Seules les idées nouvelles permettent aux systèmes sociaux de se transformer pour mieux évoluer. Or, c’est bien la jeunesse qui reste la plus à même de développer des idées nouvelles, des conceptions inédites, précisément de par sa naïveté – faute d’un meilleur terme – qui lui permet de considérer les choses avec un œil neuf au lieu de ce regard morose et blasé si caractéristique de ces adultes qui ont tout vu alors qu’il leur reste bien des choses à découvrir – quand j’étais élève, nombre de mes professeurs ont tenté de me dissuader de la science-fiction ou des mangas, mais mes passions y ont survécu et une bonne partie du contenu de ce blog reflète ce que j’en ai retiré (1). Alors, plus généralement, comment espérer bâtir un futur nouveau si ses artisans sont formatés dès leur plus jeune âge à répéter toujours les mêmes choses ?

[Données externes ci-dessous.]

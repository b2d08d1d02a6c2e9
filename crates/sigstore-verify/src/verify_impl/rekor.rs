//! Online transparency log verification
//!
//! Establishes inclusion by querying the log itself for the entry's index
//! and verifying every record it returns.

use super::evidence::{EntryOutcome, EvidenceVerifier, RemoteEntryVerifier};
use crate::entity::{LogEntry, Timestamp};
use crate::error::{Error, Result};
use async_trait::async_trait;
use sigstore_rekor::{RekorClientFactory, RekorLogClient};
use sigstore_trust_root::{TransparencyLog, TrustedMaterial};
use std::collections::HashMap;
use std::sync::{Arc, Mutex, PoisonError};
use std::time::Duration;

/// Online strategy: look the entry up in the live log
///
/// Clients are built once per base URL and shared by all entries of a
/// verification that target the same log.
pub struct OnlineEvidence {
    client_factory: Arc<dyn RekorClientFactory>,
    remote_verifier: Arc<dyn RemoteEntryVerifier>,
    timeout: Duration,
    trust_integrated_time: bool,
    clients: Mutex<HashMap<String, Arc<dyn RekorLogClient>>>,
}

impl OnlineEvidence {
    pub fn new(
        client_factory: Arc<dyn RekorClientFactory>,
        remote_verifier: Arc<dyn RemoteEntryVerifier>,
        timeout: Duration,
        trust_integrated_time: bool,
    ) -> Self {
        Self {
            client_factory,
            remote_verifier,
            timeout,
            trust_integrated_time,
            clients: Mutex::new(HashMap::new()),
        }
    }

    fn client_for(&self, base_url: &str) -> Result<Arc<dyn RekorLogClient>> {
        let mut clients = self.clients.lock().unwrap_or_else(PoisonError::into_inner);
        if let Some(client) = clients.get(base_url) {
            tracing::debug!(base_url, "reusing Rekor client");
            return Ok(client.clone());
        }

        let client = self.client_factory.client(base_url)?;
        clients.insert(base_url.to_string(), client.clone());
        Ok(client)
    }

    /// Query the log for the entry and verify every returned record
    ///
    /// Any failure is fatal: there is no partial trust for online checks.
    pub async fn verify_entry(
        &self,
        entry: &dyn LogEntry,
        log: &TransparencyLog,
    ) -> Result<EntryOutcome> {
        let client = self.client_for(&log.base_url)?;
        let log_index = entry.log_index();

        tracing::debug!(log = %log.base_url, log_index, "querying transparency log");
        let records = tokio::time::timeout(self.timeout, client.get_log_entry_by_index(log_index))
            .await
            .map_err(|_| Error::RemoteTimeout {
                url: log.base_url.clone(),
                timeout: self.timeout,
            })??;

        if records.is_empty() {
            return Err(Error::EntryNotFound(log_index));
        }

        for record in &records {
            self.remote_verifier.verify_log_entry(record, log)?;
        }

        let timestamp = if self.trust_integrated_time {
            Some(Timestamp::from_entry(entry, log)?)
        } else {
            None
        };

        Ok(EntryOutcome::Verified { timestamp })
    }
}

#[async_trait]
impl EvidenceVerifier for OnlineEvidence {
    async fn verify(
        &self,
        entry: &dyn LogEntry,
        log: &TransparencyLog,
        _trusted_material: &dyn TrustedMaterial,
    ) -> Result<EntryOutcome> {
        self.verify_entry(entry, log).await
    }
}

En dépit de ses 20 ans d’âge, Le Cercle… reste en réalité tout à fait actuel : à travers une réflexion de fond sur le problème éternel de l’enseignement, avec une sensibilité artistique où les mots se mêlent aux images en une mosaïque éblouissante, il se pose en iconoclaste, en vandale de cet ordre établi qui en voulant apprendre ne parvient hélas qu’à dégouter les élèves de ce qui reste pourtant une des différences principales entre les humains et les animaux – cette culture qui donne tout son sel à la vie, la transforme pour mieux la rendre supportable et nous permettre de la partager, même à travers le temps lui-même.

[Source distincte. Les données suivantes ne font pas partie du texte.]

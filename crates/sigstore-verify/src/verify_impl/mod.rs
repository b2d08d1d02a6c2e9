//! Transparency log verification pipeline
//!
//! admission -> structural validation -> log resolution -> evidence
//! (offline `tlog` or online `rekor`) -> consistency -> threshold

pub mod admission;
pub mod consistency;
pub mod evidence;
pub mod rekor;
pub mod threshold;
pub mod tlog;
pub mod validation;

Et d’autant plus que c’est bien à travers cette sensibilisation à la culture qu’émergent les artistes. Ainsi trouve-t-on tout naturellement dans Le Cercle… une réflexion, certes un peu mélodramatique et au léger accent de cliché mais qui reste néanmoins pertinente, sur la nécessité vitale qu’ont les artistes de créer ou de faire leur performance ; le leur interdire serait comme couper les ailes du moineau ou crever les yeux du chat : une torture indicible, un fardeau insupportable, un exil… (2)

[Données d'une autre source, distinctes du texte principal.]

//! Transparency log verification entry point

use crate::entity::{LogEntry, SignatureContent, SignedEntity, Timestamp, VerificationContent};
use crate::error::Result;
use crate::options::{LogMode, TlogVerificationOptions};
use crate::verify_impl::admission::admit_entries;
use crate::verify_impl::consistency::check_consistency;
use crate::verify_impl::evidence::{
    EntryOutcome, EvidenceVerifier, InclusionVerifier, RemoteEntryVerifier, SetVerifier,
};
use crate::verify_impl::rekor::OnlineEvidence;
use crate::verify_impl::threshold::Tally;
use crate::verify_impl::tlog::OfflineEvidence;
use crate::verify_impl::validation::{EntryValidator, StructuralValidator};
use futures::future::join_all;
use sigstore_rekor::{HttpClientFactory, RekorClientFactory};
use sigstore_trust_root::TrustedMaterial;
use std::sync::Arc;

/// Verifies that an artifact was recorded in enough trusted transparency logs
///
/// The cryptographic checks are supplied by the caller; the remote log
/// transport and the structural validator have defaults that can be
/// replaced.
pub struct TlogVerifier {
    validator: Arc<dyn EntryValidator>,
    set_verifier: Arc<dyn SetVerifier>,
    inclusion_verifier: Arc<dyn InclusionVerifier>,
    remote_verifier: Arc<dyn RemoteEntryVerifier>,
    client_factory: Arc<dyn RekorClientFactory>,
}

impl TlogVerifier {
    /// Create a verifier with the default validator and HTTP Rekor transport
    pub fn new(
        set_verifier: Arc<dyn SetVerifier>,
        inclusion_verifier: Arc<dyn InclusionVerifier>,
        remote_verifier: Arc<dyn RemoteEntryVerifier>,
    ) -> Self {
        Self {
            validator: Arc::new(StructuralValidator),
            set_verifier,
            inclusion_verifier,
            remote_verifier,
            client_factory: Arc::new(HttpClientFactory::default()),
        }
    }

    /// Replace the structural validator
    pub fn with_validator(mut self, validator: Arc<dyn EntryValidator>) -> Self {
        self.validator = validator;
        self
    }

    /// Replace the factory used to reach remote logs in online mode
    pub fn with_client_factory(mut self, client_factory: Arc<dyn RekorClientFactory>) -> Self {
        self.client_factory = client_factory;
        self
    }

    /// Verify the entity's transparency log entries
    ///
    /// Returns the trusted timestamps collected from verified entries
    /// (empty unless `trust_integrated_time` is set), or the first
    /// invariant that failed.
    pub async fn verify_transparency_log<E: SignedEntity>(
        &self,
        entity: &E,
        trusted_material: &dyn TrustedMaterial,
        threshold: usize,
        trust_integrated_time: bool,
        online: bool,
    ) -> Result<Vec<Timestamp>> {
        let mut options = TlogVerificationOptions::default().require_threshold(threshold);
        if trust_integrated_time {
            options = options.trust_integrated_time();
        }
        if online {
            options = options.online();
        }
        self.verify(entity, trusted_material, &options).await
    }

    /// Verify the entity's transparency log entries with explicit options
    pub async fn verify<E: SignedEntity>(
        &self,
        entity: &E,
        trusted_material: &dyn TrustedMaterial,
        options: &TlogVerificationOptions,
    ) -> Result<Vec<Timestamp>> {
        let entries = entity.tlog_entries()?;
        admit_entries(entries)?;
        tracing::debug!(entries = entries.len(), mode = ?options.mode, "verifying tlog entries");

        let signature = entity.signature_content()?.signature();
        let verification_content = entity.verification_content()?;

        // One malformed entry invalidates the whole set
        for entry in entries {
            self.validator.validate(entry)?;
        }

        let evidence = self.evidence_verifier(options);

        let pending = entries.iter().map(|entry| {
            self.verify_entry(
                entry,
                signature,
                verification_content,
                trusted_material,
                evidence.as_ref(),
            )
        });

        // Entries are independent, so they run concurrently; outcomes are
        // folded in entity order so the first failing entry is reported.
        let mut tally = Tally::new();
        for outcome in join_all(pending).await {
            tally.record(outcome?);
        }

        let verified = tally.verified();
        let skipped = tally.skipped();
        let timestamps = tally.finish(options.threshold)?;
        tracing::info!(
            verified,
            skipped,
            threshold = options.threshold,
            timestamps = timestamps.len(),
            "transparency log verification succeeded"
        );
        Ok(timestamps)
    }

    fn evidence_verifier(&self, options: &TlogVerificationOptions) -> Box<dyn EvidenceVerifier> {
        match options.mode {
            LogMode::Offline => Box::new(OfflineEvidence::new(
                self.set_verifier.clone(),
                self.inclusion_verifier.clone(),
                options.trust_integrated_time,
            )),
            LogMode::Online => Box::new(OnlineEvidence::new(
                self.client_factory.clone(),
                self.remote_verifier.clone(),
                options.remote_timeout,
                options.trust_integrated_time,
            )),
        }
    }

    async fn verify_entry(
        &self,
        entry: &dyn LogEntry,
        signature: &[u8],
        verification_content: &dyn VerificationContent,
        trusted_material: &dyn TrustedMaterial,
        evidence: &dyn EvidenceVerifier,
    ) -> Result<EntryOutcome> {
        let Some(log) = trusted_material.resolve_log(entry.log_key_id()) else {
            // The trust root need not include every log an artifact references
            tracing::warn!(
                log_key_id = %hex::encode(entry.log_key_id()),
                log_index = entry.log_index(),
                "skipping entry from unrecognized transparency log"
            );
            return Ok(EntryOutcome::SkippedUnrecognizedLog);
        };

        let outcome = evidence.verify(entry, log, trusted_material).await?;
        if outcome.is_verified() {
            check_consistency(entry, signature, verification_content, trusted_material)?;
        }

        tracing::debug!(log = %log.base_url, log_index = entry.log_index(), ?outcome, "entry processed");
        Ok(outcome)
    }
}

Ce n’est d’ailleurs pas un hasard si les artistes ont toujours conspué l’ordre établi : avec son conservatisme forcené et ses idées préconçues, c’est-à-dire stériles car aux limites cernées depuis longtemps, cet autoritarisme a en effet toujours été leur pire ennemi.
(1) et même s’il a fallu un certain temps à ces idées pour murir et trouver leur forme complète, bien évidemment.
(2) ceux d’entre vous qui me diront d’où viennent les cinq derniers mots de cette phrase gagneront… toute mon estime ;]
Récompenses :
- Oscars 1989 : Meilleur scénario original (Tom Schulman)
- British Academy Awards 1989 : Meilleur film, Meilleure musique originale (Maurice Jarre)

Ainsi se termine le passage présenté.